Bem, no fim achei mesmo que não valia a pena, para além de saber mal, aquele "parampo" dá muito que fazer! Então.... primeiro tenho que pensar como fazer, depois faço e engasgo-me, no fim...continuo na mesma! Eu e mais algumas ficámos com a mesma ideia, aquilo não nos serviu para nada. Mas, ao contrário de nós ainda houve quem disfrutasse daquilo ao máximo... quando demos conta um dos catraios começou a ficar muito branco... eh! lá... depois transpirava imenso... ainda nos assustámos um pouco, mas o rapaz devia estar num dia mau em que tinha o estômago mais sensível e lá decidiu desperdiçar o belo do jantar! Ainda nos rimos às custas disso e a namorada do rapaz ainda lhe deu nas orelhas no dia a seguir, pois a rapariga que o foi levar a casa(porque já não se tinha em pé) esqueceu-se do casaco no carro dele. O rapaz apanhou a moca e no dia seguinte ia era levando com a moca...

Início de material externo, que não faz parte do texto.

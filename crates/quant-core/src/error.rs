use std::fmt;

/// Recoverable failures of the history operations.
///
/// None of them leaves partial state behind: every check runs before the
/// first mutation.
#[derive(Clone, Debug, PartialEq, Eq)]
pub enum QuantError {
    /// The history is not present in the tree.
    NotDeclared(String),
    /// The history exists but has no energy to report.
    NoEnergy(String),
    /// Neither side of an equality carries energy.
    NoEnergyToMerge(String, String),
}

impl fmt::Display for QuantError {
    fn fmt(&self, f: &mut fmt::Formatter<'_>) -> fmt::Result {
        match self {
            QuantError::NotDeclared(h) => write!(f, "history {h} is not declared"),
            QuantError::NoEnergy(h) => write!(f, "history {h} has no energy"),
            QuantError::NoEnergyToMerge(a, b) => {
                write!(f, "neither {a} nor {b} has energy to merge")
            }
        }
    }
}

impl std::error::Error for QuantError {}

pub type Result<T> = std::result::Result<T, QuantError>;
use std::io::{BufRead, Write};

use anyhow::{Context, Result};
use quant_core::QuantSystem;

use crate::parser::{Command, parse_line};

/// Counters for one run over an input stream.
#[derive(Clone, Copy, Debug, Default, PartialEq, Eq)]
pub struct RunSummary {
    pub executed: usize,
    pub errors: usize,
}

/// Execute `command`, returning the text to print on success.
pub fn execute(system: &mut QuantSystem, command: Command) -> quant_core::Result<Option<String>> {
    let reply = match command {
        Command::Skip => return Ok(None),
        Command::Declare(h) => {
            system.declare(&h);
            "OK".to_string()
        }
        Command::Remove(h) => {
            system.remove(&h);
            "OK".to_string()
        }
        Command::Valid(h) => (if system.valid(&h) { "YES" } else { "NO" }).to_string(),
        Command::EnergyCheck(h) => system.energy(&h)?.to_string(),
        Command::EnergySet(h, energy) => {
            system.set_energy(&h, energy)?;
            "OK".to_string()
        }
        Command::Equal(a, b) => {
            system.equal(&a, &b)?;
            "OK".to_string()
        }
    };
    Ok(Some(reply))
}

/// Feed every line of `input` through `system`.
///
/// Replies go to `out`, one `ERROR` per failed line goes to `err`. A final
/// line cut off by end of input is reported as an error and not executed.
pub fn run(
    system: &mut QuantSystem,
    mut input: impl BufRead,
    mut out: impl Write,
    mut err: impl Write,
) -> Result<RunSummary> {
    let mut summary = RunSummary::default();
    let mut line = Vec::new();

    for line_no in 1usize.. {
        line.clear();
        let read = input
            .read_until(b'\n', &mut line)
            .with_context(|| format!("failed to read line {line_no}"))?;
        if read == 0 {
            break;
        }
        if line.pop() != Some(b'\n') {
            tracing::debug!(line_no, "input ended mid-line");
            writeln!(err, "ERROR")?;
            summary.errors += 1;
            break;
        }

        let outcome = parse_line(&line)
            .map_err(|e| e.to_string())
            .and_then(|cmd| execute(system, cmd).map_err(|e| e.to_string()));
        match outcome {
            Ok(None) => {}
            Ok(Some(reply)) => {
                writeln!(out, "{reply}")?;
                summary.executed += 1;
            }
            Err(reason) => {
                tracing::debug!(line_no, %reason, "command failed");
                writeln!(err, "ERROR")?;
                summary.errors += 1;
            }
        }
    }

    out.flush()?;
    Ok(summary)
}
//! History quantization engine.
//!
//! Keeps a prefix tree of histories over the alphabet {0, 1, 2, 3}. Any
//! history may carry an energy value, and histories can be declared equal so
//! that they share one energy from then on. Equal histories are grouped by a
//! dynamic union-find with per-class energy and slot reuse.
//!
//! Zero I/O: pure data structures with no opinions about input format or output.

pub mod constants;
pub mod equivalence;
pub mod error;
pub mod history;
pub mod prefix;
pub mod system;

pub use constants::{ALPHABET_SIZE, NO_ENERGY};
pub use equivalence::{EngineStats, EquivalenceEngine, Identifier, merge_energy};
pub use error::{QuantError, Result};
pub use history::{History, ParseHistoryError, Symbol};
pub use prefix::{Node, PrefixIndex};
pub use system::{QuantSystem, SystemStats};
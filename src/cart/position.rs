use crate::errors::ServiceError;
use crate::models::VoucherPosition;

/// Label grid dimensions of a page format.
///
/// Wire coordinates are 1-based; the flattened index is 0-based:
/// `index = (x-1) + width*(y-1) + width*height*(page-1)`.
#[derive(Debug, Clone, Copy, PartialEq, Eq)]
pub struct LabelGrid {
    pub width: u32,
    pub height: u32,
}

impl LabelGrid {
    pub fn new(width: u32, height: u32) -> Self {
        Self { width, height }
    }

    pub fn is_empty(&self) -> bool {
        self.width == 0 || self.height == 0
    }

    /// Checks that an explicit position lies inside the declared grid:
    /// `1 <= x <= width`, `1 <= y <= height`, `page >= 1`.
    pub fn validate(&self, position: &VoucherPosition) -> Result<(), ServiceError> {
        if position.label_x < 1
            || position.label_x > self.width
            || position.label_y < 1
            || position.label_y > self.height
            || position.page < 1
        {
            return Err(ServiceError::PageFormat(format!(
                "position ({}, {}) on page {} is outside the {}x{} label grid",
                position.label_x, position.label_y, position.page, self.width, self.height
            )));
        }
        Ok(())
    }

    pub fn flatten(&self, position: &VoucherPosition) -> usize {
        let w = self.width as usize;
        let h = self.height as usize;
        (position.label_x as usize - 1)
            + w * (position.label_y as usize - 1)
            + w * h * (position.page as usize - 1)
    }

    pub fn unflatten(&self, index: usize) -> VoucherPosition {
        let w = self.width as usize;
        let h = self.height as usize;
        VoucherPosition {
            label_x: (index % w) as u32 + 1,
            label_y: ((index / w) % h) as u32 + 1,
            page: (index / (w * h)) as u32 + 1,
        }
    }
}

/// Transient per-checkout map from flattened grid coordinate to cart item
/// index. Built only when at least one item lacks explicit position data.
#[derive(Debug)]
pub struct PositionMap {
    grid: LabelGrid,
    slots: Vec<Option<usize>>,
}

impl PositionMap {
    pub fn new(grid: LabelGrid) -> Self {
        Self {
            grid,
            slots: Vec::new(),
        }
    }

    pub fn grid(&self) -> LabelGrid {
        self.grid
    }

    /// First free slot, scanning linearly from index 0; when every slot is
    /// occupied the map grows by one. The scan always starts at 0 — this is
    /// the wire-compatible placement policy, even though it can move
    /// displaced items onto earlier pages for large carts.
    fn first_free(&self) -> usize {
        self.slots
            .iter()
            .position(Option::is_none)
            .unwrap_or(self.slots.len())
    }

    fn put(&mut self, index: usize, item: usize) -> Option<usize> {
        if index >= self.slots.len() {
            self.slots.resize(index + 1, None);
        }
        self.slots[index].replace(item)
    }

    /// Seats an item at its explicit position. If the slot is already
    /// occupied, the previously seated item is displaced to the first free
    /// slot; the arriving item always keeps its requested position.
    pub fn seat_at(&mut self, position: &VoucherPosition, item: usize) {
        let index = self.grid.flatten(position);
        if let Some(displaced) = self.put(index, item) {
            let free = self.first_free();
            self.put(free, displaced);
        }
    }

    /// Seats an item lacking explicit position data into the first free slot.
    pub fn seat_first_free(&mut self, item: usize) {
        let free = self.first_free();
        self.put(free, item);
    }

    /// Occupied entries as `(flattened index, cart item index)` pairs.
    pub fn entries(&self) -> impl Iterator<Item = (usize, usize)> + '_ {
        self.slots
            .iter()
            .enumerate()
            .filter_map(|(index, slot)| slot.map(|item| (index, item)))
    }
}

Enfim... e foi assim a primeira vez que "fumei" um charrito.
Eu nem fumei...e também não foi algo que apreciasse, foi apenas "matar" a curiosidade.
Ah...já agora...porro e parampo..é a mesma coisa que charro, isto é um vocabulário de rua, típico de toxicodependentes...cruz credo!
beijinhos e abraços :)
4 comentários:
ok s a intençao inicial é meteres o pessoal a pensar q vais contar a tua primeira vez mas do foro sexual, conseguiste:) por momentos ainda m assustei,mas à medida q ia lendo...ufa q ela n contou! Isso n significa que o pessoal n gostasse de saber, mas n e o local apropriado lol... ok deixa-t de sonics, de charutos, de brocas e continua a escrever...
andas a tirar o estilo de escrita do Marco Saramago! essa indefiniçao...prender o leitor até ao fim...mas logo vi que nao sairia o que toda a gente queria..tu es uma menina bem comportada e nao safada..lol!
mas esta bem falado! beijus! kok
O tema é muito tentador para levar logo a pensar outra coisa...mas claro que nós portugues, consigos isso sem dificuldade nenhuma, pois as próprias palavras ajudam a tal.
Bem, passando para outro assunto, e foi o que me levou a escrever aqui sobre o enredo da historia, e pensei para comigo tenho que deixar aqui tambem o meu comentário.Ri-me mto o q escreveste!E digo mais:"Sou o lobo mau!Vou te comer!" ehehehhe
Bemmm, que jeitaço para contar histórias, ficamos mesmo presas ás palavras e sempre ansiosos por saber o que virá a seguir.
Quem me dera ter jeito para escrever assim, mas não tenho. Não é á toa que me dediquei aos números e no tempo livre aos lavores, para espairecer... :-)
Vim retribuir a visita e adorei o que vi.
Deixo beijinhos e a promessa de voltar.
Se precisares de ajuda para os feltros podes contar comigo.